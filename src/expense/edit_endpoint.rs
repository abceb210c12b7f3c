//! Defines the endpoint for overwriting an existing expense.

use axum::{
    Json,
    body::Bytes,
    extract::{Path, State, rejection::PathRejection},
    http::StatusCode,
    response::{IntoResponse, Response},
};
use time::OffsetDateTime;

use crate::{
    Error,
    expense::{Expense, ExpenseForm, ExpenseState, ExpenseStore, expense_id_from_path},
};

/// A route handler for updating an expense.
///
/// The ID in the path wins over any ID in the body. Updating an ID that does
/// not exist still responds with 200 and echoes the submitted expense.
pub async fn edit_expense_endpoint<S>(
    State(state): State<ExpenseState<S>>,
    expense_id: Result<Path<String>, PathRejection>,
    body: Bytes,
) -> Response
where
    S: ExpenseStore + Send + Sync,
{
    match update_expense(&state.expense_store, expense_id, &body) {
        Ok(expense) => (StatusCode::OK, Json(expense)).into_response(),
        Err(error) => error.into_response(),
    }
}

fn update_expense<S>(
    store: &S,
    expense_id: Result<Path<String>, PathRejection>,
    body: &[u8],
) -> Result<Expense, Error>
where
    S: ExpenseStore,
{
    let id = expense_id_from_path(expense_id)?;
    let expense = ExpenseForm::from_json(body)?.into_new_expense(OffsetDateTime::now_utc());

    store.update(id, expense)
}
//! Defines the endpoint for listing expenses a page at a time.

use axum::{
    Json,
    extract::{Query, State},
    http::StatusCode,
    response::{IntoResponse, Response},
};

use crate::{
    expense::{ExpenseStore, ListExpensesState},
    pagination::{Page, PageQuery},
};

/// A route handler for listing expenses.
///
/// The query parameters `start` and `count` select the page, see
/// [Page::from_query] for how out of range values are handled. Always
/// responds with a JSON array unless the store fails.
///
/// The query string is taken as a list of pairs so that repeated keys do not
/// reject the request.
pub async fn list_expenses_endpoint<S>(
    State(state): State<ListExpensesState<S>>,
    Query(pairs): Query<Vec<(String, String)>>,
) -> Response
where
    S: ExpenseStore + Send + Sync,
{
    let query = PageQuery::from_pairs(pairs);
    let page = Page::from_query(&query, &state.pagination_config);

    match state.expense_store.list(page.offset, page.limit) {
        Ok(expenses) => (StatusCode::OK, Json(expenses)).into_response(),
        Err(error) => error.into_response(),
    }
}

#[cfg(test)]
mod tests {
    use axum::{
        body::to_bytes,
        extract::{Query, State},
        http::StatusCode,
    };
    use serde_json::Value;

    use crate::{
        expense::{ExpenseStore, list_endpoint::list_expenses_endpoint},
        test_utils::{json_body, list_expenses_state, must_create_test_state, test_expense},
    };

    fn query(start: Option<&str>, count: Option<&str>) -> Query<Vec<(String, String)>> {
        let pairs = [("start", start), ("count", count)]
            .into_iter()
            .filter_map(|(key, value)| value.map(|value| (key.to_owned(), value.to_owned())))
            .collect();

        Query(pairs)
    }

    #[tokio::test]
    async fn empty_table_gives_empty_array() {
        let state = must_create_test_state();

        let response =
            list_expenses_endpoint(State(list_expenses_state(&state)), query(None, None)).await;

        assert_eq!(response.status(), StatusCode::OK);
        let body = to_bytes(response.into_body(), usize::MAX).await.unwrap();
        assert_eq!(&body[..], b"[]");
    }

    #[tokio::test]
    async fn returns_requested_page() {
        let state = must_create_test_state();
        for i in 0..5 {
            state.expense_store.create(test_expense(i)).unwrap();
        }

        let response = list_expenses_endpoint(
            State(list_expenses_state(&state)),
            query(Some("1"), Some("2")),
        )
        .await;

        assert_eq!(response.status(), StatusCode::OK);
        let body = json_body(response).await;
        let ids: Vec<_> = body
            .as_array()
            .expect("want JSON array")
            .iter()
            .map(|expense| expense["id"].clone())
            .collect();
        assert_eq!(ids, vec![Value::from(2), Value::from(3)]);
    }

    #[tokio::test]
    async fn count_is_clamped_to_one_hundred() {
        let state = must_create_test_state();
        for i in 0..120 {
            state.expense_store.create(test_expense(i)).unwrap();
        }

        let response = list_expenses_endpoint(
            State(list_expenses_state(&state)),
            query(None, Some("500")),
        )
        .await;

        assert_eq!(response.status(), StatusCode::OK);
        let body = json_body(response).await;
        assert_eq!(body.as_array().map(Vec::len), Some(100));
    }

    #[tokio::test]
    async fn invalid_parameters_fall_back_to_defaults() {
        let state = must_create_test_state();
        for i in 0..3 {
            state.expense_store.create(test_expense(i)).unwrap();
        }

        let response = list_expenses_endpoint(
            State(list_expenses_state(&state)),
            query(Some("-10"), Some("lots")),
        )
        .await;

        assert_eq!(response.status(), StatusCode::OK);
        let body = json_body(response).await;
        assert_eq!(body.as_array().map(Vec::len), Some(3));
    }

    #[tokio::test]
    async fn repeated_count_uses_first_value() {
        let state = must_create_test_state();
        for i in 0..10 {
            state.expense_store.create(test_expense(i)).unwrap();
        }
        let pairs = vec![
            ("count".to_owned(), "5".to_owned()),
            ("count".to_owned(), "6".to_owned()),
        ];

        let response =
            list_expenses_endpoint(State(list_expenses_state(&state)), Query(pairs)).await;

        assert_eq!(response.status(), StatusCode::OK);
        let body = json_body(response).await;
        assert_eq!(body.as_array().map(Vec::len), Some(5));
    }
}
_ _ _ _ _ _ _
■ EXERCISE OBJECTIVE
Set down the full listing. Keep every line exact.

■ TASK RESPONSE
filename src/expense/edit_endpoint.rs
repository abceb210c12b7f3c
//! Defines the endpoint for overwriting an existing expense.

use axum::{
    Json,
    body::Bytes,
    extract::{Path, State, rejection::PathRejection},
    http::StatusCode,
    response::{IntoResponse, Response},
};
use time::OffsetDateTime;

use crate::{
    Error,
    expense::{Expense, ExpenseForm, ExpenseState, ExpenseStore, expense_id_from_path},
};

/// A route handler for updating an expense.
///
/// The ID in the path wins over any ID in the body. Updating an ID that does
/// not exist still responds with 200 and echoes the submitted expense.
pub async fn edit_expense_endpoint<S>(
    State(state): State<ExpenseState<S>>,
    expense_id: Result<Path<String>, PathRejection>,
    body: Bytes,
) -> Response
where
    S: ExpenseStore + Send + Sync,
{
    match update_expense(&state.expense_store, expense_id, &body) {
        Ok(expense) => (StatusCode::OK, Json(expense)).into_response(),
        Err(error) => error.into_response(),
    }
}

fn update_expense<S>(
    store: &S,
    expense_id: Result<Path<String>, PathRejection>,
    body: &[u8],
) -> Result<Expense, Error>
where
    S: ExpenseStore,
{
    let id = expense_id_from_path(expense_id)?;
    let expense = ExpenseForm::from_json(body)?.into_new_expense(OffsetDateTime::now_utc());

    store.update(id, expense)
}
//! Defines the endpoint for listing expenses a page at a time.

use axum::{
    Json,
    extract::{Query, State},
    http::StatusCode,
    response::{IntoResponse, Response},
};

use crate::{
    expense::{ExpenseStore, ListExpensesState},
    pagination::{Page, PageQuery},
};

/// A route handler for listing expenses.
///
/// The query parameters `start` and `count` select the page, see
/// [Page::from_query] for how out of range values are handled. Always
/// responds with a JSON array unless the store fails.
///
/// The query string is taken as a list of pairs so that repeated keys do not
/// reject the request.
pub async fn list_expenses_endpoint<S>(
    State(state): State<ListExpensesState<S>>,
    Query(pairs): Query<Vec<(String, String)>>,
) -> Response
where
    S: ExpenseStore + Send + Sync,
{
    let query = PageQuery::from_pairs(pairs);
    let page = Page::from_query(&query, &state.pagination_config);

    match state.expense_store.list(page.offset, page.limit) {
        Ok(expenses) => (StatusCode::OK, Json(expenses)).into_response(),
        Err(error) => error.into_response(),
    }
}

#[cfg(test)]
mod tests {
    use axum::{
        body::to_bytes,
        extract::{Query, State},
        http::StatusCode,
    };
    use serde_json::Value;

    use crate::{
        expense::{ExpenseStore, list_endpoint::list_expenses_endpoint},
        test_utils::{json_body, list_expenses_state, must_create_test_state, test_expense},
    };

    fn query(start: Option<&str>, count: Option<&str>) -> Query<Vec<(String, String)>> {
        let pairs = [("start", start), ("count", count)]
            .into_iter()
            .filter_map(|(key, value)| value.map(|value| (key.to_owned(), value.to_owned())))
            .collect();

        Query(pairs)
    }

    #[tokio::test]
    async fn empty_table_gives_empty_array() {
        let state = must_create_test_state();

        let response =
            list_expenses_endpoint(State(list_expenses_state(&state)), query(None, None)).await;

        assert_eq!(response.status(), StatusCode::OK);
        let body = to_bytes(response.into_body(), usize::MAX).await.unwrap();
        assert_eq!(&body[..], b"[]");
    }

    #[tokio::test]
    async fn returns_requested_page() {
        let state = must_create_test_state();
        for i in 0..5 {
            state.expense_store.create(test_expense(i)).unwrap();
        }

        let response = list_expenses_endpoint(
            State(list_expenses_state(&state)),
            query(Some("1"), Some("2")),
        )
        .await;

        assert_eq!(response.status(), StatusCode::OK);
        let body = json_body(response).await;
        let ids: Vec<_> = body
            .as_array()
            .expect("want JSON array")
            .iter()
            .map(|expense| expense["id"].clone())
            .collect();
        assert_eq!(ids, vec![Value::from(2), Value::from(3)]);
    }

    #[tokio::test]
    async fn count_is_clamped_to_one_hundred() {
        let state = must_create_test_state();
        for i in 0..120 {
            state.expense_store.create(test_expense(i)).unwrap();
        }

        let response = list_expenses_endpoint(
            State(list_expenses_state(&state)),
            query(None, Some("500")),
        )
        .await;

        assert_eq!(response.status(), StatusCode::OK);
        let body = json_body(response).await;
        assert_eq!(body.as_array().map(Vec::len), Some(100));
    }

    #[tokio::test]
    async fn invalid_parameters_fall_back_to_defaults() {
        let state = must_create_test_state();
        for i in 0..3 {
            state.expense_store.create(test_expense(i)).unwrap();
        }

        let response = list_expenses_endpoint(
            State(list_expenses_state(&state)),
            query(Some("-10"), Some("lots")),
        )
        .await;

        assert_eq!(response.status(), StatusCode::OK);
        let body = json_body(response).await;
        assert_eq!(body.as_array().map(Vec::len), Some(3));
    }

    #[tokio::test]
    async fn repeated_count_uses_first_value() {
        let state = must_create_test_state();
        for i in 0..10 {
            state.expense_store.create(test_expense(i)).unwrap();
        }
        let pairs = vec![
            ("count".to_owned(), "5".to_owned()),
            ("count".to_owned(), "6".to_owned()),
        ];

        let response =
            list_expenses_endpoint(State(list_expenses_state(&state)), Query(pairs)).await;

        assert_eq!(response.status(), StatusCode::OK);
        let body = json_body(response).await;
        assert_eq!(body.as_array().map(Vec::len), Some(5));
    }
}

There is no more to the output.